* TASK DETAILS: Go through the entries below and pick out every line with "ValidationMode".
--- INPUT DATA Enclosed Below ---
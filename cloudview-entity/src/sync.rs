//! Fold remote provider state into the record store.

use std::collections::HashMap;
use std::sync::Arc;

use chrono::{DateTime, Utc};
use cloudview_common::Pretty;
use cloudview_fields::ResourceSchema;
use indexmap::IndexMap;
use serde::Serialize;
use ulid::Ulid;
use tracing::{debug, warn};

use crate::error::{EntityError, Result};
use crate::record::Record;
use crate::store::RecordStore;

/// Bookkeeping fields the reconciler owns; they never count as drift.
const STAMP_FIELDS: [&str; 3] = ["created", "changed", "refreshed"];

/// What one reconciliation pass did.
#[derive(Debug, Clone, Default, PartialEq, Eq, Serialize)]
pub struct SyncReport {
    pub entity_type: String,
    pub cloud_context: String,
    pub created: usize,
    pub updated: usize,
    pub unchanged: usize,
    pub deleted: usize,
    /// Remote records without a value in the key field, or superseded by a
    /// later remote record with the same key.
    pub skipped: usize,
}

impl SyncReport {
    pub fn changed(&self) -> bool {
        self.created + self.updated + self.deleted > 0
    }
}

/// Matches remote records to stored ones by a key field (`instance_id`,
/// `vpc_id`, ...), upserts them and deletes stored records the provider no
/// longer reports.
pub struct Reconciler {
    store: Arc<RecordStore>,
}

impl Reconciler {
    pub fn new(store: Arc<RecordStore>) -> Self {
        Self { store }
    }

    /// Reconcile one resource type within one cloud context.
    ///
    /// Matched records keep their local id and `created` stamp. `changed` is
    /// bumped only when a value other than the stamps differs. `refreshed` is
    /// set on every record seen in `remote`.
    ///
    /// Each key ends up with one stored record: when `remote` repeats a key
    /// the last record wins, and stored copies beyond the first are deleted.
    pub async fn reconcile(
        &self,
        schema: &Arc<ResourceSchema>,
        cloud_context: &str,
        key_field: &str,
        remote: Vec<Record>,
        now: DateTime<Utc>,
    ) -> Result<SyncReport> {
        schema.require_field(key_field)?;

        let mut report = SyncReport {
            entity_type: schema.name.clone(),
            cloud_context: cloud_context.to_string(),
            ..Default::default()
        };

        // one stored record per key; any further copy is removed
        let mut local: HashMap<String, Record> = HashMap::new();
        let mut duplicates: Vec<Ulid> = Vec::new();
        for record in self.store.list_in_context(&schema.name, cloud_context).await {
            if let Some(key) = record.value(key_field)?.as_text() {
                if local.contains_key(&key) {
                    warn!(entity_type = %schema.name, key_field, %key, id = %record.id(), "duplicate stored record, deleting");
                    duplicates.push(record.id());
                } else {
                    local.insert(key, record);
                }
            }
        }

        // last remote record per key wins
        let mut incoming: IndexMap<String, Record> = IndexMap::new();
        for record in remote {
            if record.entity_type() != schema.name {
                return Err(EntityError::EntityTypeMismatch {
                    expected: schema.name.clone(),
                    actual: record.entity_type().to_string(),
                });
            }
            let record = if schema.contains("cloud_context") {
                record.with("cloud_context", cloud_context)?
            } else {
                record
            };
            let Some(key) = record.value(key_field)?.as_text() else {
                warn!(entity_type = %schema.name, key_field, "remote record has no key, skipping");
                report.skipped += 1;
                continue;
            };
            if incoming.insert(key.clone(), record).is_some() {
                warn!(entity_type = %schema.name, key_field, %key, "remote reported the key twice, keeping the last");
                report.skipped += 1;
            }
        }

        let mut upserts = Vec::with_capacity(incoming.len());
        for (key, mut record) in incoming {
            match local.remove(&key) {
                Some(existing) => {
                    record = record.with_id(existing.id());
                    stamp(&mut record, "created", existing.value("created").ok().cloned())?;
                    if record.same_values_except(&existing, &STAMP_FIELDS) {
                        stamp(&mut record, "changed", existing.value("changed").ok().cloned())?;
                        report.unchanged += 1;
                    } else {
                        stamp(&mut record, "changed", Some(now.into()))?;
                        report.updated += 1;
                    }
                }
                None => {
                    if record.value("created").map_or(true, |v| v.is_absent()) {
                        stamp(&mut record, "created", Some(now.into()))?;
                    }
                    stamp(&mut record, "changed", Some(now.into()))?;
                    report.created += 1;
                }
            }
            stamp(&mut record, "refreshed", Some(now.into()))?;
            upserts.push(record);
        }

        let mut deletes = duplicates;
        deletes.extend(local.values().map(Record::id));
        report.deleted = deletes.len();

        self.store.apply_batch(upserts, deletes).await;
        debug!("reconciled {}", Pretty(&report));
        Ok(report)
    }
}

/// Set a bookkeeping field if the schema declares it.
fn stamp(
    record: &mut Record,
    field: &str,
    value: Option<crate::value::FieldValue>,
) -> Result<()> {
    if record.schema().contains(field) {
        if let Some(value) = value {
            record.set(field, value)?;
        }
    }
    Ok(())
}
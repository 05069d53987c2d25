//! Deployments.

use cloudview_fields::{FieldDef, ResourceSchema};
use cloudview_views::{FieldsetDef, ViewDef};

use super::{annotations, detail, detail_fieldset, labels};
use crate::common::{cloud_resource, name, others, view};

pub const ENTITY_TYPE: &str = "k8s_deployment";

pub const SELECTABLE: [&str; 2] = ["namespace", "strategy"];

pub fn schema() -> ResourceSchema {
    cloud_resource(
        ENTITY_TYPE,
        "Deployment",
        name(),
        [
            FieldDef::string("namespace", "Namespace"),
            FieldDef::string("strategy", "Strategy"),
            FieldDef::integer("min_ready_seconds", "Min ready seconds"),
            FieldDef::integer("revision_history_limit", "Revision history limit"),
            FieldDef::boolean("paused", "Paused"),
            labels(),
            annotations(),
            FieldDef::integer("replicas", "Replicas"),
            FieldDef::integer("available_replicas", "Available replicas").read_only(),
            FieldDef::integer("updated_replicas", "Updated replicas").read_only(),
            FieldDef::integer("ready_replicas", "Ready replicas").read_only(),
            FieldDef::integer("unavailable_replicas", "Unavailable replicas").read_only(),
            detail(),
        ],
    )
}

pub fn fieldset_definitions() -> Vec<FieldsetDef> {
    vec![
        FieldsetDef::new(
            "deployment",
            "Deployment",
            &[
                "name",
                "namespace",
                "strategy",
                "min_ready_seconds",
                "revision_history_limit",
                "paused",
                "labels",
                "annotations",
                "created",
            ],
        ),
        FieldsetDef::new(
            "rollout",
            "Rollout status",
            &[
                "replicas",
                "available_replicas",
                "updated_replicas",
                "ready_replicas",
                "unavailable_replicas",
            ],
        ),
        detail_fieldset(),
        others(),
    ]
}

pub fn view_def() -> ViewDef {
    view(ENTITY_TYPE, fieldset_definitions(), &SELECTABLE)
}
//! EC2 instances.

use cloudview_fields::{FieldDef, ResourceSchema};
use cloudview_views::{FieldsetDef, ViewDef};

use crate::common::{cloud_resource, name, others, tags, tags_fieldset, view};

pub const ENTITY_TYPE: &str = "aws_cloud_instance";

pub const SELECTABLE: [&str; 3] = ["instance_state", "instance_type", "availability_zone"];

pub fn schema() -> ResourceSchema {
    cloud_resource(
        ENTITY_TYPE,
        "Instance",
        name(),
        [
            FieldDef::string("instance_id", "Instance ID").read_only(),
            FieldDef::string("instance_state", "Instance state").read_only(),
            FieldDef::string("instance_type", "Instance type"),
            FieldDef::string("iam_role", "IAM role")
                .describe("The IAM instance profile attached to the instance."),
            FieldDef::string("image_id", "AMI image").read_only(),
            FieldDef::string("kernel_id", "Kernel image").read_only(),
            FieldDef::string("ramdisk_id", "Ramdisk image").read_only(),
            FieldDef::string("availability_zone", "Availability zone").read_only(),
            FieldDef::timestamp("launch_time", "Launch time").read_only(),
            FieldDef::integer("ami_launch_index", "AMI launch index").read_only(),
            FieldDef::string("public_ip", "Public IP").read_only(),
            FieldDef::string("private_ips", "Private IPs").read_only(),
            FieldDef::string("public_dns", "Public DNS").read_only(),
            FieldDef::string("private_dns", "Private DNS").read_only(),
            FieldDef::string("security_groups", "Security groups"),
            FieldDef::string("key_pair_name", "Key pair name").read_only(),
            FieldDef::string("vpc_id", "VPC ID").read_only(),
            FieldDef::string("subnet_id", "Subnet ID").read_only(),
            FieldDef::string("network_interfaces", "Network interfaces").read_only(),
            FieldDef::string("root_device_type", "Root device type").read_only(),
            FieldDef::string("root_device", "Root device").read_only(),
            FieldDef::boolean("ebs_optimized", "EBS optimized").read_only(),
            FieldDef::string("block_devices", "Block devices").read_only(),
            FieldDef::boolean("termination_protection", "Termination protection")
                .describe("Prevents the instance from being terminated through the API."),
            FieldDef::string("login_username", "Login username"),
            FieldDef::boolean("monitoring", "Detailed monitoring"),
            tags(),
        ],
    )
}

pub fn fieldset_definitions() -> Vec<FieldsetDef> {
    vec![
        FieldsetDef::new(
            "instance",
            "Instance",
            &[
                "name",
                "instance_id",
                "instance_state",
                "instance_type",
                "iam_role",
                "image_id",
                "kernel_id",
                "ramdisk_id",
                "availability_zone",
                "launch_time",
                "ami_launch_index",
            ],
        ),
        FieldsetDef::new(
            "network",
            "Network",
            &[
                "public_ip",
                "private_ips",
                "public_dns",
                "private_dns",
                "security_groups",
                "key_pair_name",
                "vpc_id",
                "subnet_id",
                "network_interfaces",
            ],
        ),
        FieldsetDef::new(
            "storage",
            "Storage",
            &["root_device_type", "root_device", "ebs_optimized", "block_devices"],
        ),
        tags_fieldset(),
        FieldsetDef::new(
            "options",
            "Options",
            &["termination_protection", "login_username", "monitoring"],
        ),
        others(),
    ]
}

pub fn view_def() -> ViewDef {
    view(ENTITY_TYPE, fieldset_definitions(), &SELECTABLE)
}
//! Cloudview configuration management using Figment
//!
//! Settings that shape how resource views are validated and rendered are
//! loaded from three layers, later layers overriding earlier ones:
//!
//! 1. Built-in defaults ([`CloudviewConfig::default`])
//! 2. An optional configuration file (`.toml`, `.yaml`/`.yml` or `.json`)
//! 3. Environment variables prefixed with `CLOUDVIEW_`
//!
//! ```no_run
//! use cloudview_config::ConfigProvider;
//!
//! let config = ConfigProvider::new()
//!     .with_file("/etc/cloudview/cloudview.toml")
//!     .load()?;
//! println!("view mode: {}", config.view_mode);
//! # Ok::<(), cloudview_config::ConfigError>(())
//! ```
//!
//! ## Example TOML Configuration
//!
//! ```toml
//! validation = "lenient"
//! fieldset_weight_start = 10
//! view_mode = "full"
//! langcode = "en"
//! render_cache = true
//! registry_root = "/var/lib/cloudview/registry"
//! ```

/// Error types and handling
pub mod error;
/// Figment provider assembling the configuration layers
pub mod provider;
/// Typed configuration values
pub mod types;

pub use error::{ConfigError, ConfigResult};
pub use provider::{ConfigProvider, ENV_PREFIX};
pub use types::{CloudviewConfig, ValidationMode};
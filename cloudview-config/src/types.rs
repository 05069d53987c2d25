//! Core configuration values for cloudview

use serde::{Deserialize, Serialize};
use std::path::PathBuf;

use crate::{ConfigError, ConfigResult};

/// How fieldset policies and selectable column lists are checked on load.
#[derive(Debug, Clone, Copy, Default, PartialEq, Eq, Serialize, Deserialize)]
#[serde(rename_all = "lowercase")]
pub enum ValidationMode {
    /// Dangling, duplicate or colliding field references are errors.
    #[default]
    Strict,
    /// Problems are logged and the offending references are silently omitted.
    Lenient,
}

impl ValidationMode {
    pub fn is_strict(self) -> bool {
        matches!(self, ValidationMode::Strict)
    }
}

/// Resolved cloudview configuration.
#[derive(Debug, Clone, PartialEq, Serialize, Deserialize)]
#[serde(default)]
pub struct CloudviewConfig {
    pub validation: ValidationMode,
    /// Weight given to the first fieldset container; each following one gets +1.
    pub fieldset_weight_start: i32,
    pub view_mode: String,
    pub langcode: Option<String>,
    pub render_cache: bool,
    /// Directory holding `schemas/` and `views/` YAML overrides.
    pub registry_root: Option<PathBuf>,
}

impl Default for CloudviewConfig {
    fn default() -> Self {
        Self {
            validation: ValidationMode::Strict,
            fieldset_weight_start: 0,
            view_mode: "full".to_string(),
            langcode: None,
            render_cache: true,
            registry_root: None,
        }
    }
}

impl CloudviewConfig {
    /// Reject values that deserialize fine but cannot be used.
    pub fn validate(&self) -> ConfigResult<()> {
        if self.view_mode.trim().is_empty() {
            return Err(ConfigError::InvalidValue {
                key: "view_mode".into(),
                message: "must not be empty".into(),
            });
        }
        if let Some(langcode) = &self.langcode {
            if langcode.trim().is_empty() {
                return Err(ConfigError::InvalidValue {
                    key: "langcode".into(),
                    message: "must not be empty when set".into(),
                });
            }
        }
        Ok(())
    }
}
--- End of Enclosed INPUT DATA ---
* FINISHED EXERCISE:
pub use types::{CloudviewConfig, ValidationMode};
pub enum ValidationMode {
impl ValidationMode {
        matches!(self, ValidationMode::Strict)
    pub validation: ValidationMode,
            validation: ValidationMode::Strict,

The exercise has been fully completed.